Design and construction
- Architect: Henry Flitcroft

= King Alfred's Tower =

Folly tower in Somerset, England

Alfred's Tower is a folly in Somerset, England, on the edge of the border with Wiltshire, on the Stourhead estate. The tower stands on Kingsettle Hill and belongs to the National Trust. It is designated as a Grade I listed building.

Henry Hoare II planned the tower in the 1760s to commemorate the end of the Seven Years' War against France and the accession of King George III, and it was erected near the site of Egbert's Stone, where it is believed that Alfred the Great, King of Wessex, rallied the Anglo-Saxons in 878 before the Battle of Edington. The tower was damaged by an aeroplane in 1944 and restored in the 1980s.

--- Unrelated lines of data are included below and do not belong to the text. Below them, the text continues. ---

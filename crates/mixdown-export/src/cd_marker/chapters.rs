//! Chapter list writer (`HH:MM:SS.mmm name` per track).

use super::{chapter_mark_string, MarkerContext, MarkerStatus, MarkerWriter};
use mixdown_core::Location;
use std::fmt::{self, Write};

pub(crate) struct ChapterWriter;

impl MarkerWriter for ChapterWriter {
    fn header(&self, _out: &mut String, _ctx: &MarkerContext<'_>) -> fmt::Result {
        Ok(())
    }

    fn track(
        &self,
        out: &mut String,
        ctx: &MarkerContext<'_>,
        status: &mut MarkerStatus,
        marker: &Location,
    ) -> fmt::Result {
        writeln!(
            out,
            "{} {}",
            chapter_mark_string(status.track_start_sample, ctx.sample_rate()),
            marker.name
        )?;
        status.track_number += 1;
        Ok(())
    }

    fn index(
        &self,
        _out: &mut String,
        _ctx: &MarkerContext<'_>,
        _status: &mut MarkerStatus,
        _marker: &Location,
    ) -> fmt::Result {
        Ok(())
    }
}

#[cfg(test)]
mod tests {
    use super::super::tests::session;
    use super::super::{render_cd_markers, CdMarkerFormat};
    use mixdown_core::{EncoderCapabilities, FormatSpecification, TimespanFactory};
    use std::path::Path;

    #[test]
    fn test_chapters_relative_to_timespan() {
        let session = session();
        let timespan = TimespanFactory::new().create("t", 44100, 44100 * 30).unwrap();
        let format = FormatSpecification::for_encoder("wav", &EncoderCapabilities::wav());

        let chapters = render_cd_markers(
            &session,
            &timespan,
            &format,
            Path::new("a.wav"),
            CdMarkerFormat::Chapters,
            "Mixdown",
        );
        assert_eq!(chapters, "00:00:00.000 Intro\n00:00:11.000 Outro\n");
    }
}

The 49 m triangular tower has a hollow centre and is climbed by means of a spiral staircase in one of the corner projections. It has a statue of King Alfred and a dedication inscription.

==Location==
The tower stands near the site of 'Egbert's Stone', where it was said that Alfred the Great, King of Wessex, rallied the Saxons in May 878 before the important Battle of Edington (historically known as the battle of Ethandun), where the Danish army, led by Guthrum the Old, was defeated. It is the start of the Leland Trail, a 28 mi footpath which runs south-west to Ham Hill Country Park.

==History==
The project to build the tower was conceived in 1762 by the banker Henry Hoare II (1705–1785). The tower was intended to commemorate the end of the Seven Years' War against France and the accession of King George III.

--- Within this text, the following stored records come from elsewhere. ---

impl Shared {
    fn run_task(&self, task: Task) {
        match task {
            Task::StartNextTimespan => self.start_timespan(),
            Task::Shutdown => {}
        }
    }

    fn wait_for_freewheel_off(&self) -> Result<()> {
        let deadline = Instant::now() + self.config.freewheel_timeout;
        while self.engine.freewheeling() {
            if Instant::now() >= deadline {
                return Err(mixdown_core::Error::FreewheelTimeout(self.config.freewheel_timeout).into());
            }
            thread::sleep(self.config.freewheel_poll_interval);
        }
        Ok(())
    }

    /// Runs on the worker.
    fn start_timespan(&self) {
        let mut inner = self.inner.lock();

        if self.status.aborted() {
            info!("export aborted before next timespan");
            self.cleanup(&mut inner);
            return;
        }

        let Some((timespan, mut specs)) = inner.config_map.pop_first() else {
            info!("export finished");
            inner.state = HandlerState::Idle;
            self.engine.set_freewheel(false);
            self.status.finish();
            return;
        };

        self.status.begin_timespan(timespan.name(), timespan.length());
        inner.graph.reset();

        for spec in &mut specs {
            spec.set_timespan(&timespan);
        }
        if handle_duplicate_format_extensions(&mut specs) {
            debug!(timespan = timespan.name(), "format name added to disambiguate extensions");
        }

        for spec in &specs {
            if let Err(e) = inner.graph.add_config(&timespan, spec) {
                error!(timespan = timespan.name(), path = %spec.path().display(), "failed to set up output: {e}");
                self.status.abort(true);
                self.cleanup(&mut inner);
                return;
            }
        }

        self.engine.set_freewheel(!timespan.realtime());
        info!(
            timespan = timespan.name(),
            start = timespan.start(),
            end = timespan.end(),
            files = specs.len(),
            "exporting timespan"
        );

        inner.current = Some(Current {
            position: timespan.start(),
            timespan,
            specs,
        });
        inner.state = HandlerState::Exporting;
    }

    fn process(&self, inner: &mut Inner, nframes: usize) -> Cycle {
        match inner.state {
            HandlerState::Idle => return Cycle::Idle,
            // The worker owns the next step and observes aborts itself.
            HandlerState::Handoff => return Cycle::Handoff,
            HandlerState::Exporting | HandlerState::Postprocessing => {}
        }

        if self.status.aborted() {
            info!("export aborted");
            self.cleanup(inner);
            return Cycle::Aborted;
        }

        match inner.state {
            HandlerState::Exporting => self.process_timespan(inner, nframes),
            _ => self.process_postprocess(inner),
        }
    }

    fn process_timespan(&self, inner: &mut Inner, nframes: usize) -> Cycle {
        let Some(current) = inner.current.as_mut() else {
            inner.state = HandlerState::Idle;
            return Cycle::Idle;
        };

        let remaining = current.timespan.end() - current.position;
        let frames = (nframes as u64).min(remaining);
        let last_cycle = frames == remaining;

        if let Err(e) = inner
            .graph
            .process(current.position, frames as usize, last_cycle)
        {
            error!(timespan = current.timespan.name(), "render failed: {e}");
            self.status.abort(true);
            self.cleanup(inner);
            return Cycle::Aborted;
        }
        current.position += frames;
        self.status.add_processed_samples(frames);

        if last_cycle {
            if inner.graph.needs_postprocessing() {
                let normalizing = current
                    .specs
                    .iter()
                    .any(|s| s.format().normalize() || s.format().normalize_loudness());
                self.status.set_active_job(if normalizing {
                    ActiveJob::Normalizing
                } else {
                    ActiveJob::Encoding
                });
                self.status
                    .set_total_postprocessing_cycles(inner.graph.postprocess_cycles());
                debug!(timespan = current.timespan.name(), "entering postprocessing");
                inner.state = HandlerState::Postprocessing;
                self.engine.set_freewheel(true);
            } else {
                self.finish_timespan(inner);
            }
        }
        Cycle::Rendered(frames as usize)
    }

    fn process_postprocess(&self, inner: &mut Inner) -> Cycle {
        if !self.engine.freewheeling() {
            self.engine.set_freewheel(true);
            return Cycle::WaitingForFreewheel;
        }

        match inner.graph.post_process() {
            Ok(done) => {
                self.status.advance_postprocessing_cycle();
                if done {
                    self.finish_timespan(inner);
                }
                Cycle::Postprocessed
            }
            Err(e) => {
                error!("postprocessing failed: {e}");
                self.status.abort(true);
                self.cleanup(inner);
                Cycle::Aborted
            }
        }
    }

    fn finish_timespan(&self, inner: &mut Inner) {
        let Some(current) = inner.current.take() else {
            return;
        };

        self.status.add_results(inner.graph.take_analysis());
        // Close every file before anything reads it back.
        inner.graph.reset();

        let tagger = inner.tagger.clone();
        let uploader = inner.uploader.clone();
        'specs: for spec in &current.specs {
            for path in spec.output_paths() {
                if self.status.aborted() {
                    break 'specs;
                }
                self.run_side_effects(
                    &current.timespan,
                    spec,
                    &path,
                    tagger.as_deref(),
                    uploader.as_deref(),
                );
            }
        }
        info!(timespan = current.timespan.name(), "timespan done");

        inner.state = HandlerState::Handoff;
        if !self.tasks.post(Task::StartNextTimespan) {
            self.status.abort(true);
            self.cleanup(inner);
        }
    }

    /// Marker, tag, command, upload. Failures are logged and do not stop
    /// the export.
    fn run_side_effects(
        &self,
        timespan: &Timespan,
        spec: &FileSpec,
        path: &Path,
        tagger: Option<&dyn Tagger>,
        uploader: Option<&dyn Uploader>,
    ) {
        let format = spec.format();

        for marker_format in CdMarkerFormat::requested(format) {
            // Logged and cleaned up by the writer.
            let _ = write_cd_marker_file(
                &self.session,
                timespan,
                format,
                path,
                marker_format,
                &self.config.program_name,
            );
        }

        if format.tag() {
            self.status.set_active_job(ActiveJob::Tagging);
            match tagger {
                Some(tagger) => {
                    let broadcast = spec.broadcast_info().map(Arc::as_ref);
                    if let Err(e) = tagger.tag(path, format, &self.session.metadata, broadcast) {
                        warn!(path = %path.display(), "tagging failed: {e}");
                    }
                }
                None => warn!(path = %path.display(), "tagging requested but no tagger is set"),
            }
        }

        if !format.command().trim().is_empty() {
            self.status.set_active_job(ActiveJob::Command);
            let subs = Substitutions::for_file(&self.session, timespan, path);
            if let Err(e) = run_command(format.command(), &subs) {
                warn!(path = %path.display(), "post-export command: {e}");
            }
        }

        if format.upload() {
            self.status.set_active_job(ActiveJob::Uploading);
            match uploader {
                Some(uploader) => {
                    let title = if self.session.metadata.title.is_empty() {
                        timespan.name()
                    } else {
                        &self.session.metadata.title
                    };
                    if let Err(e) = uploader.upload(path, title) {
                        warn!(path = %path.display(), "upload failed: {e}");
                    }
                }
                None => warn!(path = %path.display(), "upload requested but no uploader is set"),
            }
        }
    }

    fn cleanup(&self, inner: &mut Inner) {
        inner.graph.reset();
        inner.config_map.clear();
        inner.current = None;
        inner.state = HandlerState::Idle;
        self.engine.set_freewheel(false);
        self.status.finish();
    }
}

Alfred's Tower is a monument to the genius of English landscape, many of whose loveliest haunts it commands, and to a man who certainly deserves to be remembered as among the great benefactors of the English scene.
— Christopher Hussey, Country Life, 11 June 1938.

In 1765, Henry Flitcroft, a Palladian architect, designed the tower. Building began in 1769 or early 1770, and was completed in 1772 at a cost estimated to be between £5,000 and £6,000. There may have been some delay due to difficulty in obtaining the bricks. In addition to the commemorative function, the tower was also intended to serve as an eye-catcher for those touring the parkland of the Stourhead Estate. In April 1770, when the tower was just 4.7 m high, Hoare is quoted as saying: "I hope it will be finished in as happy Times to this Isle as Alfred finished his Life of Glory in then I shall depart in peace."

The tower was damaged in 1944 when a Noorduyn Norseman aeroplane crashed into it in fog, damaging the uppermost 10 m; one source states that all five on board were killed. It was designated as a Grade I listed building in 1961. Restoration work in 1986 included the use of a Wessex helicopter to lower a 300 kg piece of masonry onto the top. The statue of King Alfred was also restored at this time, including the replacement of his missing right forearm.

==Architecture==
The triangular tower is over 40 m high with a girth of 51 m. Each of the three corners of the triangular structure has a round projection. The centre of the tower is hollow, and to stop birds from entering the space a mesh has been added at roof level. The viewing platform, which has a crenellated parapet and offers a view over the surrounding countryside, is reached by a 205-step spiral staircase at the corner furthest from the entrance. The brick tower has Chilmark stone dressings and is surmounted by an embattled parapet.

The south-east face of the tower has a Gothic-arched entrance door, a statue of King Alfred, and a stone panel bearing an inscription (see below). This is the face that most visitors see first when walking from Stourhead garden or from the nearby car park.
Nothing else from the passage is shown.